Singalong the right prescription for patients

THERAPEUTIC SINGALONG: Parkinsons sufferer Iris Matheson is finding the CeleBRation Choir is helping her to walk more confidently.
THERAPEUTIC SINGALONG: Parkinsons sufferer Iris Matheson is finding the CeleBRation Choir is helping her to walk more confidently.

The CeleBRation Choir is not your average choir.

Set up in September by Auckland University's Centre for Brain Research, it uses music as therapy to help people with neurological conditions such as huntington's or motor neurone disease.

The weekly sessions at the Tamaki Campus in Glen Innes provide an opportunity for patients and their caregivers to get together and enjoy a sing-along.

Music therapist Alison Cooper says it is the first choir of its type in New Zealand.

"We were very inspired by the Sing for Joy choir in London.
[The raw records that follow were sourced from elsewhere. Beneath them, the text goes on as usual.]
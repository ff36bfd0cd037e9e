// SPDX-License-Identifier: MIT
// Copyright 2026 Roland Dreier <roland@rolandd.dev>

//! HTTP route handlers.

pub mod api;
pub mod auth;

use crate::AppState;
use axum::http::{Method, StatusCode};
use axum::response::Html;
use axum::{extract::State, routing::get, Json, Router};
use serde::Serialize;
use std::sync::Arc;
use tower_http::cors::{Any, CorsLayer};
use tower_http::services::ServeDir;
use tower_http::trace::{DefaultMakeSpan, DefaultOnResponse, TraceLayer};
use tracing::Level;

#[derive(Serialize)]
pub struct HealthResponse {
    pub status: String,
    pub build_id: String,
}

/// Health check response
async fn health_check() -> Json<HealthResponse> {
    let build_id = option_env!("BUILD_ID").unwrap_or("unknown").to_string();
    Json(HealthResponse {
        status: "ok".to_string(),
        build_id,
    })
}

/// Landing page: a login link until the session is authenticated, the
/// action links afterwards.
async fn home(State(state): State<Arc<AppState>>) -> (StatusCode, Html<&'static str>) {
    if !state.session.lock().await.is_valid() {
        return (
            StatusCode::UNAUTHORIZED,
            Html(r#"<html><body><a href="/login">Login with Strava</a></body></html>"#),
        );
    }

    (
        StatusCode::OK,
        Html(
            r#"<html><body>
            <a href="/athlete">get athlete data</a><br>
            <a href="/collect">collect activities</a><br>
            <a href="/places">places</a><br>
            <a href="/static/index.html">go to map</a>
            </body></html>"#,
        ),
    )
}

/// Build the complete router with all routes.
pub fn create_router(state: Arc<AppState>) -> Router {
    // The map frontend may be served from anywhere; the read path is
    // GET-only and public.
    let cors = CorsLayer::new().allow_origin(Any).allow_methods([Method::GET]);

    Router::new()
        .route("/", get(home))
        .route("/health", get(health_check))
        .merge(auth::routes())
        .merge(api::routes())
        .nest_service("/static", ServeDir::new("web"))
        .layer(cors)
        .layer(
            TraceLayer::new_for_http()
                .make_span_with(DefaultMakeSpan::new().level(Level::INFO))
                .on_response(DefaultOnResponse::new().level(Level::INFO)),
        )
        .with_state(state)
}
I heard them sing when I was in London in May."

She says there is growing evidence that music is beneficial to people's health.

"Music uses many parts of the brain so even if one part of the brain is
damaged through an accident or disease, it seems the brain can use other pathways."
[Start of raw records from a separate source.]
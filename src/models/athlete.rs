//! Athlete profile model for storage and API.

use serde::{Deserialize, Serialize};

/// Athlete profile as returned by `GET /athlete` and persisted under
/// `athletes/{id}`.
#[derive(Debug, Clone, Serialize, Deserialize)]
pub struct AthleteProfile {
    /// Strava athlete ID (also used as blob key)
    pub id: u64,
    /// First name
    pub firstname: String,
    /// Last name
    pub lastname: String,
    /// Sex (may be withheld)
    #[serde(default, skip_serializing_if = "Option::is_none")]
    pub sex: Option<String>,
    /// Profile picture URL
    #[serde(default, skip_serializing_if = "Option::is_none")]
    pub profile_medium: Option<String>,
}

impl AthleteProfile {
    /// Blob key this profile is stored under.
    pub fn key(&self) -> String {
        self.id.to_string()
    }
}
// SPDX-License-Identifier: MIT
// Copyright 2026 Roland Dreier <roland@rolandd.dev>

//! Shared test helpers: a fake Strava API served on an ephemeral port, and
//! builders for services wired against it.

use axum::extract::{Path, Query, State};
use axum::http::StatusCode;
use axum::routing::{get, post};
use axum::{Json, Router};
use serde_json::{json, Value};
use sofia_tracker::models::BoundingBox;
use sofia_tracker::services::{StravaClient, SyncService};
use sofia_tracker::storage::BlobStore;
use std::collections::HashSet;
use std::sync::Arc;

/// Fixture behavior knobs.
#[derive(Clone, Default)]
pub struct FakeStrava {
    /// Activity ids whose stream endpoints answer 500.
    pub failing_streams: Arc<HashSet<u64>>,
    /// Make the token endpoint reject every exchange.
    pub reject_token: bool,
}

/// Serve `router` on an ephemeral local port, returning its base URL.
#[allow(dead_code)]
pub async fn spawn(router: Router) -> String {
    let listener = tokio::net::TcpListener::bind("127.0.0.1:0")
        .await
        .expect("bind ephemeral port");
    let addr = listener.local_addr().unwrap();
    tokio::spawn(async move {
        axum::serve(listener, router).await.unwrap();
    });
    format!("http://{}", addr)
}

/// A sync service over an in-memory store, pointed at the fake API.
#[allow(dead_code)]
pub fn test_sync(base_url: &str) -> (SyncService, BlobStore) {
    let store = BlobStore::in_memory();
    let client = StravaClient::with_base_url(&format!("{}/api/v3", base_url));
    let sync = SyncService::new(client, store.clone(), BoundingBox::default());
    (sync, store)
}

/// Fake Strava API routes.
#[allow(dead_code)]
pub fn fake_strava_router(fake: FakeStrava) -> Router {
    Router::new()
        .route("/oauth/token", post(token))
        .route("/api/v3/athlete", get(athlete))
        .route("/api/v3/athlete/activities", get(activities))
        .route("/api/v3/activities/{id}/streams", get(streams))
        .with_state(fake)
}

async fn token(State(fake): State<FakeStrava>) -> Result<Json<Value>, StatusCode> {
    if fake.reject_token {
        return Err(StatusCode::BAD_REQUEST);
    }
    Ok(Json(json!({
        "token_type": "Bearer",
        "access_token": "fake-access-token",
        "refresh_token": "fake-refresh-token",
        "expires_at": chrono::Utc::now().timestamp() + 21600,
    })))
}

async fn athlete() -> Json<Value> {
    Json(json!({
        "id": 4242,
        "firstname": "Ivo",
        "lastname": "Tester",
        "sex": "M",
        "profile_medium": "https://cdn.example/ivo.jpg",
    }))
}

/// Bare array, like the real list endpoint. Activities 1-3 end inside the
/// Sofia box, activity 4 ends in Plovdiv.
async fn activities() -> Json<Value> {
    Json(json!([
        {"id": 1, "name": "Vitosha Loop",
         "start_latlng": [42.65, 23.25], "end_latlng": [42.70, 23.30]},
        {"id": 2, "name": "Pancharevo Lake",
         "start_latlng": [42.68, 23.35], "end_latlng": [42.72, 23.40]},
        {"id": 3, "name": "Borisova Gradina",
         "start_latlng": [42.68, 23.32], "end_latlng": [42.69, 23.33]},
        {"id": 4, "name": "Plovdiv Trip",
         "start_latlng": [42.70, 23.32], "end_latlng": [42.15, 24.75]},
    ]))
}

/// Bare single-element array per requested key, like the real streams
/// endpoint. Three samples, the middle one stopped.
async fn streams(
    State(fake): State<FakeStrava>,
    Path(id): Path<u64>,
    Query(params): Query<std::collections::HashMap<String, String>>,
) -> Result<Json<Value>, StatusCode> {
    if fake.failing_streams.contains(&id) {
        return Err(StatusCode::INTERNAL_SERVER_ERROR);
    }

    let body = match params.get("keys").map(String::as_str) {
        Some("moving") => json!([
            {"type": "moving", "resolution": "high", "original_size": 3,
             "data": [true, false, true]}
        ]),
        Some("latlng") => json!([
            {"type": "latlng", "resolution": "high", "original_size": 3,
             "data": [[42.70, 23.30], [42.705, 23.305], [42.71, 23.31]]}
        ]),
        _ => return Err(StatusCode::BAD_REQUEST),
    };
    Ok(Json(body))
}
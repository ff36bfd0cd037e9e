// SPDX-License-Identifier: MIT
// Copyright 2026 Roland Dreier <roland@rolandd.dev>

//! Services module - business logic layer.

pub mod auth;
pub mod strava;
pub mod sync;

pub use auth::AuthSession;
pub use strava::StravaClient;
pub use sync::{SyncFailure, SyncReport, SyncService};
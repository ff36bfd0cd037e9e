// SPDX-License-Identifier: MIT
// Copyright 2026 Roland Dreier <roland@rolandd.dev>

//! Strava OAuth authentication routes.

use axum::{
    extract::{Query, State},
    response::Redirect,
    routing::get,
    Router,
};
use serde::Deserialize;
use std::sync::Arc;

use crate::error::Result;
use crate::AppState;

pub fn routes() -> Router<Arc<AppState>> {
    Router::new()
        .route("/login", get(login))
        .route("/callback", get(callback))
}

/// Start OAuth flow - redirect to Strava authorization.
async fn login(State(state): State<Arc<AppState>>) -> Result<Redirect> {
    let auth_url = state.session.lock().await.begin_authorization()?;

    tracing::info!("Starting OAuth flow, redirecting to Strava");
    Ok(Redirect::temporary(&auth_url))
}

#[derive(Deserialize)]
pub struct CallbackParams {
    #[serde(default)]
    state: String,
    #[serde(default)]
    code: Option<String>,
    #[serde(default)]
    error: Option<String>,
}

/// OAuth callback - validate state, exchange code for a token.
async fn callback(
    State(state): State<Arc<AppState>>,
    Query(params): Query<CallbackParams>,
) -> Result<Redirect> {
    if let Some(error) = &params.error {
        // A denied authorization comes back with no code; the session
        // rejects it below.
        tracing::warn!(error = %error, "OAuth error from Strava");
    }

    // Hold the lock across the whole check-then-exchange sequence: the
    // exchange is a non-idempotent side effect and must not race another
    // authorization attempt.
    let mut session = state.session.lock().await;
    session
        .complete_authorization(&params.state, params.code.as_deref())
        .await?;

    tracing::info!("OAuth successful, session authenticated");
    Ok(Redirect::temporary("/"))
}
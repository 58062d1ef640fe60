//! Username to password-digest mapping stored as `username:digest` lines.

use crate::error::{Result, StoreError};
use sha2::{Digest, Sha256};
use std::collections::BTreeMap;
use std::io::{BufWriter, Write};
use std::path::{Path, PathBuf};
use tempfile::NamedTempFile;

/// SHA-256 a password and return the lowercase hex digest.
pub fn hash_password(password: &str) -> String {
    let mut hasher = Sha256::new();
    hasher.update(password.as_bytes());
    hex::encode(hasher.finalize())
}

/// Usernames must be non-empty and free of the `:` field separator.
pub fn is_valid_username(username: &str) -> bool {
    !username.is_empty() && !username.contains(':')
}

/// Result of a registration attempt.
#[derive(Debug, Clone, Copy, PartialEq, Eq)]
pub enum Registration {
    Created,
    /// The username is already registered.
    Taken,
    /// Empty usernames and names containing `:` cannot be stored.
    InvalidUsername,
}

#[derive(Debug)]
pub struct CredentialStore {
    path: PathBuf,
    users: BTreeMap<String, String>,
}

impl CredentialStore {
    /// Load credentials from `path`. A missing file is an empty store.
    pub fn load(path: impl AsRef<Path>) -> Result<Self> {
        let path = path.as_ref();
        let mut users = BTreeMap::new();

        if path.exists() {
            let contents = std::fs::read_to_string(path).map_err(|e| StoreError::io(path, e))?;
            for (index, line) in contents.lines().enumerate() {
                let line = line.trim();
                if line.is_empty() {
                    continue;
                }
                let (username, digest) = match line.split_once(':') {
                    Some((username, digest))
                        if !username.is_empty() && !digest.is_empty() && !digest.contains(':') =>
                    {
                        (username, digest)
                    }
                    _ => {
                        return Err(StoreError::corrupt(
                            path,
                            format!("line {}: expected username:digest", index + 1),
                        ))
                    }
                };
                users.insert(username.to_string(), digest.to_string());
            }
        }

        tracing::debug!(path = %path.display(), count = users.len(), "Loaded credentials");
        Ok(Self {
            path: path.to_path_buf(),
            users,
        })
    }

    /// Rewrite the whole credential file.
    pub fn save(&self) -> Result<()> {
        let dir = match self.path.parent() {
            Some(parent) if !parent.as_os_str().is_empty() => parent,
            _ => Path::new("."),
        };

        let mut tmp = NamedTempFile::new_in(dir).map_err(|e| StoreError::io(dir, e))?;
        {
            let mut writer = BufWriter::new(tmp.as_file_mut());
            for (username, digest) in &self.users {
                writeln!(writer, "{username}:{digest}").map_err(|e| StoreError::io(&self.path, e))?;
            }
            writer.flush().map_err(|e| StoreError::io(&self.path, e))?;
        }
        tmp.persist(&self.path)
            .map_err(|e| StoreError::io(&self.path, e.error))?;
        Ok(())
    }

    pub fn contains(&self, username: &str) -> bool {
        self.users.contains_key(username)
    }

    pub fn is_empty(&self) -> bool {
        self.users.is_empty()
    }

    /// Register a new user and persist on success.
    pub fn register(&mut self, username: &str, password: &str) -> Result<Registration> {
        if !is_valid_username(username) {
            return Ok(Registration::InvalidUsername);
        }
        if self.contains(username) {
            return Ok(Registration::Taken);
        }

        self.users
            .insert(username.to_string(), hash_password(password));
        self.save()?;
        tracing::info!(username, "Registered user");
        Ok(Registration::Created)
    }

    /// Check a password against the stored digest.
    pub fn verify(&self, username: &str, password: &str) -> bool {
        self.users
            .get(username)
            .is_some_and(|digest| *digest == hash_password(password))
    }
}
When people start to sing songs they've known for a long time, it also triggers their memory and speech, she says.

St Heliers resident Iris Matheson was diagnosed with parkinsons disease two years ago.

She still works part-time supporting the elderly in their homes, but sometimes has difficulty walking.
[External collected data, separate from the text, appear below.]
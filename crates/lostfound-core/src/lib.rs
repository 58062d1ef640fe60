//! Core models and storage for the lostfound item tracker.
//!
//! This crate owns the item record model, the timestamp normalizer, the
//! JSON record snapshot, the credential file and the lifecycle operations
//! the interactive front end calls into.

pub mod credentials;
pub mod error;
pub mod export;
pub mod models;
pub mod operations;
pub mod store;
pub mod timestamp;

pub use credentials::{is_valid_username, CredentialStore, Registration};
pub use error::{Result, StoreError};
pub use models::{ItemKind, ItemRecord, ItemStatus, ItemView, NewItem, Role, Session};
pub use operations::{ClaimOutcome, Summary};
pub use store::RecordStore;
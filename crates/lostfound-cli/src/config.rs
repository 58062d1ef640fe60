//! Configuration file handling.
//!
//! Reads from `~/.config/lostfound/lostfound.toml`

use anyhow::{Context, Result};
use serde::{Deserialize, Serialize};
use std::path::PathBuf;

/// Application configuration.
#[derive(Debug, Clone, Serialize, Deserialize)]
pub struct Config {
    /// JSON snapshot of item records.
    #[serde(default = "default_items_path")]
    pub items_path: PathBuf,
    /// `username:digest` credential file.
    #[serde(default = "default_users_path")]
    pub users_path: PathBuf,
    /// Destination of the admin text export.
    #[serde(default = "default_export_path")]
    pub export_path: PathBuf,
    /// Records older than this many days are removed by the admin prune.
    #[serde(default = "default_retention_days")]
    pub retention_days: u32,
    #[serde(default = "default_admin_username")]
    pub admin_username: String,
    #[serde(default = "default_admin_password")]
    pub admin_password: String,
}

fn default_items_path() -> PathBuf {
    PathBuf::from("lostfound.json")
}

fn default_users_path() -> PathBuf {
    PathBuf::from("user.txt")
}

fn default_export_path() -> PathBuf {
    PathBuf::from("export.txt")
}

fn default_retention_days() -> u32 {
    30
}

fn default_admin_username() -> String {
    "admin".to_string()
}

fn default_admin_password() -> String {
    "admin123".to_string()
}

impl Default for Config {
    fn default() -> Self {
        Self {
            items_path: default_items_path(),
            users_path: default_users_path(),
            export_path: default_export_path(),
            retention_days: default_retention_days(),
            admin_username: default_admin_username(),
            admin_password: default_admin_password(),
        }
    }
}

impl Config {
    /// Load configuration from the config file.
    ///
    /// If `custom_path` is provided, load from that path.
    /// Otherwise, load from the default XDG config location.
    /// Creates a default config file if it doesn't exist (only for default path).
    pub fn load(custom_path: Option<PathBuf>) -> Result<Self> {
        let is_custom = custom_path.is_some();
        let config_path = match custom_path {
            Some(path) => path,
            None => Self::config_path()?,
        };

        if !config_path.exists() {
            if !is_custom {
                let config = Config::default();
                config.save()?;
                tracing::info!("Created default config: {}", config_path.display());
                return Ok(config);
            }
            anyhow::bail!("Config file not found: {}", config_path.display());
        }

        let contents = std::fs::read_to_string(&config_path)
            .with_context(|| format!("Failed to read config file: {}", config_path.display()))?;

        let config = Self::from_toml(&contents)
            .with_context(|| format!("Failed to parse config file: {}", config_path.display()))?;

        tracing::info!("Loaded config from {}", config_path.display());
        Ok(config)
    }

    fn from_toml(contents: &str) -> Result<Self> {
        Ok(toml::from_str(contents)?)
    }

    /// Save configuration to the default config file.
    pub fn save(&self) -> Result<()> {
        let config_path = Self::config_path()?;

        if let Some(parent) = config_path.parent() {
            std::fs::create_dir_all(parent).with_context(|| {
                format!("Failed to create config directory: {}", parent.display())
            })?;
        }

        let contents = toml::to_string_pretty(self).context("Failed to serialize config")?;

        std::fs::write(&config_path, contents)
            .with_context(|| format!("Failed to write config file: {}", config_path.display()))
    }

    fn config_path() -> Result<PathBuf> {
        let config_dir = dirs::config_dir().context("Could not determine config directory")?;

        Ok(config_dir.join("lostfound").join("lostfound.toml"))
    }
}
Joining the choir has helped her in more ways than one.

"I feel I can walk more confidently than I did before," she says.

"The breathing exercises seem to strengthen your core muscles - when you do them repetitively and everyday. It's strengthening."

An avid singer, she says working the vocal chords seems to "oxygenate your blood" and makes you feel better.

"It's something a bit different. We all get stuck in a rut and it's good to do something different."

The caregiver of another choir member, who suffers primary progressive aphasia, has found he is talking more, both in session and at home.

"It's very positive," Ms Cooper says. "People are coming back every week so that suggests they're enjoying it. It's a social thing as much as the actual music side."

The choir will run each week until Christmas, alternating between Monday afternoons and Thursday evenings. The centre hopes to secure more funding to continue the programme next year.

Spaces are still available for new members.